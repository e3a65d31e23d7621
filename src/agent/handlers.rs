//! Route handlers.

use super::dto::{
    decode_base64, encode_base64, request_pin, selector, ApiError, CertificatesQuery, PdfSignRequest,
    PdfSignResponse, PinAnswer, SignRequest, SignResponse, StatusResponse,
};
use super::AgentContext;
use crate::certificates::Certificate;
use crate::error::Error;
use crate::pin::{PendingChallenge, Pin, PinReply};
use axum::extract::rejection::{JsonRejection, PathRejection, QueryRejection};
use axum::extract::{Path, Query, State};
use axum::http::StatusCode;
use axum::Json;
use log::{debug, info};
use std::sync::Arc;
use uuid::Uuid;

type ApiResult<T> = Result<T, ApiError>;

fn body<T>(payload: Result<Json<T>, JsonRejection>) -> ApiResult<T> {
    payload
        .map(|Json(value)| value)
        .map_err(|rejection| ApiError(Error::InvalidRequest(rejection.body_text())))
}

pub async fn handle_status(State(ctx): State<Arc<AgentContext>>) -> Json<StatusResponse> {
    let state = ctx.state();
    Json(StatusResponse {
        state: state.name().to_string(),
        version: env!("CARGO_PKG_VERSION").to_string(),
        address: state.address().map(|a| a.to_string()),
        supports_hardware_pin_entry: ctx.service.capabilities().supports_hardware_pin_entry,
        pending_pin_challenges: ctx.registry.len(),
    })
}

pub async fn handle_certificates(
    State(ctx): State<Arc<AgentContext>>,
    query: Result<Query<CertificatesQuery>, QueryRejection>,
) -> ApiResult<Json<Vec<Certificate>>> {
    let Query(query) = query.map_err(|rejection| ApiError(Error::InvalidRequest(rejection.body_text())))?;
    let listing = ctx.service.certificates(query.all)?;
    debug!("listed {} certificates (all={})", listing.len(), query.all);
    Ok(Json(listing))
}

pub async fn handle_sign(
    State(ctx): State<Arc<AgentContext>>,
    payload: Result<Json<SignRequest>, JsonRejection>,
) -> ApiResult<Json<SignResponse>> {
    let request = body(payload)?;
    if !request.detached {
        return Err(Error::InvalidRequest("only detached signatures are supported".to_string()).into());
    }
    let selector = selector(request.cert_index, request.thumbprint.as_deref())?;
    let data = decode_base64("payload", &request.payload)?;
    let prompter = ctx.prompter();
    let signed = ctx
        .service
        .sign(&data, selector.as_ref(), request_pin(request.pin), prompter.as_ref())
        .await?;
    Ok(Json(SignResponse {
        signature: encode_base64(&signed.signature.der),
        certificate_subject: signed.signature.subject,
        certificate_serial: signed.signature.serial_number,
        certificate_issuer: signed.signature.issuer,
        signed_at: signed.signature.signed_at,
    }))
}

pub async fn handle_sign_pdf(
    State(ctx): State<Arc<AgentContext>>,
    payload: Result<Json<PdfSignRequest>, JsonRejection>,
) -> ApiResult<Json<PdfSignResponse>> {
    let request = body(payload)?;
    let selector = selector(request.cert_index, request.thumbprint.as_deref())?;
    let pdf = decode_base64("payload", &request.payload)?;
    let prompter = ctx.prompter();
    let output = ctx
        .service
        .sign_pdf(
            pdf,
            selector.as_ref(),
            request.stamp,
            request_pin(request.pin),
            prompter.as_ref(),
            request.include_p7s,
        )
        .await?;
    Ok(Json(PdfSignResponse {
        pdf: encode_base64(&output.pdf),
        protocol: output.protocol,
        signature_type: output.signature_type,
        authentication: output.authentication,
        p7s: output.p7s.as_deref().map(encode_base64),
    }))
}

pub async fn handle_pin_pending(State(ctx): State<Arc<AgentContext>>) -> Json<Vec<PendingChallenge>> {
    Json(ctx.registry.pending())
}

pub async fn handle_pin_answer(
    State(ctx): State<Arc<AgentContext>>,
    id: Result<Path<Uuid>, PathRejection>,
    payload: Result<Json<PinAnswer>, JsonRejection>,
) -> ApiResult<StatusCode> {
    let Path(id) = id.map_err(|rejection| ApiError(Error::InvalidRequest(rejection.body_text())))?;
    let answer = body(payload)?;
    let reply = if answer.pin.is_empty() {
        PinReply::Cancelled
    } else {
        PinReply::Pin(Pin::new(answer.pin))
    };
    ctx.registry.resolve(id, reply)?;
    info!("PIN challenge {} answered", id);
    Ok(StatusCode::NO_CONTENT)
}

pub async fn handle_pin_cancel(
    State(ctx): State<Arc<AgentContext>>,
    id: Result<Path<Uuid>, PathRejection>,
) -> ApiResult<StatusCode> {
    let Path(id) = id.map_err(|rejection| ApiError(Error::InvalidRequest(rejection.body_text())))?;
    ctx.registry.cancel(id)?;
    info!("PIN challenge {} cancelled", id);
    Ok(StatusCode::NO_CONTENT)
}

» **To do**:
Transcribe the opening lines of the listing exactly, please. Stop after the line that contains "use std::sync::Arc;".

» **Exercise output**:
repository e3a65d31e23d7621
filename src/agent/handlers.rs
//! Route handlers.

use super::dto::{
    decode_base64, encode_base64, request_pin, selector, ApiError, CertificatesQuery, PdfSignRequest,
    PdfSignResponse, PinAnswer, SignRequest, SignResponse, StatusResponse,
};
use super::AgentContext;
use crate::certificates::Certificate;
use crate::error::Error;
use crate::pin::{PendingChallenge, Pin, PinReply};
use axum::extract::rejection::{JsonRejection, PathRejection, QueryRejection};
use axum::extract::{Path, Query, State};
use axum::http::StatusCode;
use axum::Json;
use log::{debug, info};
use std::sync::Arc;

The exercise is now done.